■ Provided entries ■
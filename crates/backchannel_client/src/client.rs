//! HTTP client for the search and chat endpoints.
//!
//! Each `QueryClient` allows one active request at a time: beginning a new
//! request cancels whatever was in flight, and a cancelled request resolves to
//! `ClientError::Cancelled` no matter what the server eventually answers.

use std::sync::atomic::{AtomicU64, Ordering};
use std::sync::{Mutex, MutexGuard, PoisonError};
use std::time::Duration;

use serde::de::DeserializeOwned;
use serde::Serialize;
use tokio_util::sync::CancellationToken;
use tracing::{debug, info, warn};

use crate::messages::{ChatReply, ChatRequest, ChatTurn, SearchRequest, SearchResponse};

/// Fixed per-request timeout used when the config does not set one.
pub const DEFAULT_TIMEOUT: Duration = Duration::from_secs(10);

/// System preamble sent as `context` with every chat request.
pub const DEFAULT_CHAT_CONTEXT: &str = "You are BACKCHANNEL, a terse research assistant. \
Answer in markdown. When web search is enabled, cite the pages you used.";

/// Endpoint and payload settings for a `QueryClient`.
#[derive(Debug, Clone, PartialEq, Eq)]
pub struct ClientSettings {
    pub search_url: String,
    pub chat_url: String,
    pub timeout: Duration,
    /// Send `{query}` only, without `enable_deep_analysis`.
    pub legacy_search_payload: bool,
    pub chat_context: String,
}

impl ClientSettings {
    pub fn new(search_url: impl Into<String>, chat_url: impl Into<String>) -> Self {
        Self {
            search_url: search_url.into(),
            chat_url: chat_url.into(),
            timeout: DEFAULT_TIMEOUT,
            legacy_search_payload: false,
            chat_context: DEFAULT_CHAT_CONTEXT.to_string(),
        }
    }

    pub fn with_timeout(mut self, timeout: Duration) -> Self {
        self.timeout = timeout;
        self
    }

    pub fn with_legacy_search_payload(mut self, legacy: bool) -> Self {
        self.legacy_search_payload = legacy;
        self
    }

    pub fn with_chat_context(mut self, context: impl Into<String>) -> Self {
        self.chat_context = context.into();
        self
    }
}

/// Handle for one in-flight request.
#[derive(Debug, Clone)]
pub struct RequestContext {
    id: u64,
    token: CancellationToken,
}

impl RequestContext {
    pub fn id(&self) -> u64 {
        self.id
    }

    pub fn is_cancelled(&self) -> bool {
        self.token.is_cancelled()
    }
}

/// Transport-level failure: the request did not produce a usable response.
#[derive(Debug, thiserror::Error)]
pub enum NetworkError {
    #[error("request timed out after {0:?}")]
    Timeout(Duration),
    #[error("connection failed: {0}")]
    Connect(String),
    #[error("server returned status {0}")]
    Status(u16),
    #[error("malformed response: {0}")]
    Decode(String),
    #[error("request failed: {0}")]
    Request(String),
}

impl NetworkError {
    fn from_reqwest(e: reqwest::Error, timeout: Duration) -> Self {
        if e.is_timeout() {
            NetworkError::Timeout(timeout)
        } else if e.is_connect() {
            NetworkError::Connect(e.to_string())
        } else if e.is_decode() {
            NetworkError::Decode(e.to_string())
        } else if let Some(status) = e.status() {
            NetworkError::Status(status.as_u16())
        } else {
            NetworkError::Request(e.to_string())
        }
    }
}

/// Outcome of a failed search or chat call.
#[derive(Debug, thiserror::Error)]
pub enum ClientError {
    #[error(transparent)]
    Network(#[from] NetworkError),
    /// Superseded by a newer request or cancelled explicitly. Not user-visible.
    #[error("request cancelled")]
    Cancelled,
}

impl ClientError {
    pub fn is_cancelled(&self) -> bool {
        matches!(self, ClientError::Cancelled)
    }
}

/// Sends search and chat requests for a single screen.
#[derive(Debug)]
pub struct QueryClient {
    http: reqwest::Client,
    settings: ClientSettings,
    active: Mutex<Option<RequestContext>>,
    next_id: AtomicU64,
}

impl QueryClient {
    pub fn new(settings: ClientSettings) -> Result<Self, ClientError> {
        let http = reqwest::Client::builder()
            .timeout(settings.timeout)
            .build()
            .map_err(|e| NetworkError::Request(e.to_string()))?;
        Ok(Self {
            http,
            settings,
            active: Mutex::new(None),
            next_id: AtomicU64::new(0),
        })
    }

    pub fn settings(&self) -> &ClientSettings {
        &self.settings
    }

    fn lock_active(&self) -> MutexGuard<'_, Option<RequestContext>> {
        self.active.lock().unwrap_or_else(PoisonError::into_inner)
    }

    /// Start a new request context, cancelling the previously active one.
    pub fn begin(&self) -> RequestContext {
        let ctx = RequestContext {
            id: self.next_id.fetch_add(1, Ordering::Relaxed) + 1,
            token: CancellationToken::new(),
        };
        if let Some(previous) = self.lock_active().replace(ctx.clone()) {
            debug!(superseded = previous.id, by = ctx.id, "cancelling in-flight request");
            previous.token.cancel();
        }
        ctx
    }

    /// Cancel the in-flight request, if any. Safe to call repeatedly.
    pub fn cancel_active(&self) {
        if let Some(ctx) = self.lock_active().take() {
            debug!(request = ctx.id, "cancelling active request");
            ctx.token.cancel();
        }
    }

    /// True while a request begun on this client has neither finished nor been cancelled.
    pub fn has_active(&self) -> bool {
        self.lock_active().is_some()
    }

    fn finish(&self, ctx: &RequestContext) {
        let mut active = self.lock_active();
        if active.as_ref().map(RequestContext::id) == Some(ctx.id) {
            *active = None;
        }
    }

    /// Run a search under a fresh request context.
    pub async fn search(
        &self,
        query: &str,
        deep_analysis: bool,
    ) -> Result<SearchResponse, ClientError> {
        let ctx = self.begin();
        self.search_in(&ctx, query, deep_analysis).await
    }

    /// Run a search under a context obtained from [`QueryClient::begin`].
    pub async fn search_in(
        &self,
        ctx: &RequestContext,
        query: &str,
        deep_analysis: bool,
    ) -> Result<SearchResponse, ClientError> {
        let body = if self.settings.legacy_search_payload {
            SearchRequest::legacy(query)
        } else {
            SearchRequest::new(query, deep_analysis)
        };
        debug!(request = ctx.id, deep_analysis, "sending search");
        let response: SearchResponse = self.post_json(ctx, &self.settings.search_url, &body).await?;
        info!(
            request = ctx.id,
            results = response.search_results.len(),
            "search answered"
        );
        Ok(response)
    }

    /// Send `history` plus `next_message` under a fresh request context.
    pub async fn chat(
        &self,
        history: &[ChatTurn],
        next_message: &str,
        deep_analysis: bool,
        use_search: bool,
    ) -> Result<String, ClientError> {
        let ctx = self.begin();
        self.chat_in(&ctx, history, next_message, deep_analysis, use_search)
            .await
    }

    pub async fn chat_in(
        &self,
        ctx: &RequestContext,
        history: &[ChatTurn],
        next_message: &str,
        deep_analysis: bool,
        use_search: bool,
    ) -> Result<String, ClientError> {
        let body = ChatRequest::new(
            history,
            next_message,
            &self.settings.chat_context,
            deep_analysis,
            use_search,
        );
        debug!(
            request = ctx.id,
            turns = body.messages.len(),
            deep_analysis,
            use_search,
            "sending chat"
        );
        let reply: ChatReply = self.post_json(ctx, &self.settings.chat_url, &body).await?;
        info!(request = ctx.id, "chat answered");
        Ok(reply.response)
    }

    async fn post_json<B, R>(
        &self,
        ctx: &RequestContext,
        url: &str,
        body: &B,
    ) -> Result<R, ClientError>
    where
        B: Serialize,
        R: DeserializeOwned,
    {
        let timeout = self.settings.timeout;
        let request = async {
            let response = self
                .http
                .post(url)
                .json(body)
                .send()
                .await
                .map_err(|e| NetworkError::from_reqwest(e, timeout))?;
            let status = response.status();
            if !status.is_success() {
                return Err(NetworkError::Status(status.as_u16()));
            }
            response
                .json::<R>()
                .await
                .map_err(|e| NetworkError::from_reqwest(e, timeout))
        };

        let outcome = tokio::select! {
            biased;
            _ = ctx.token.cancelled() => Err(ClientError::Cancelled),
            result = request => result.map_err(ClientError::from),
        };
        // A response that raced with cancellation is still discarded.
        let outcome = match outcome {
            Ok(_) if ctx.is_cancelled() => Err(ClientError::Cancelled),
            other => other,
        };
        if let Err(ClientError::Network(e)) = &outcome {
            warn!(request = ctx.id, error = %e, "request failed");
        }
        self.finish(ctx);
        outcome
    }
}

■ Description of the task ■
The answer must be every line from the records above that contains "QueryClient".

■ Solution to this problem ■
//! Each `QueryClient` allows one active request at a time: beginning a new
/// Endpoint and payload settings for a `QueryClient`.
pub struct QueryClient {
impl QueryClient {
    /// Run a search under a context obtained from [`QueryClient::begin`].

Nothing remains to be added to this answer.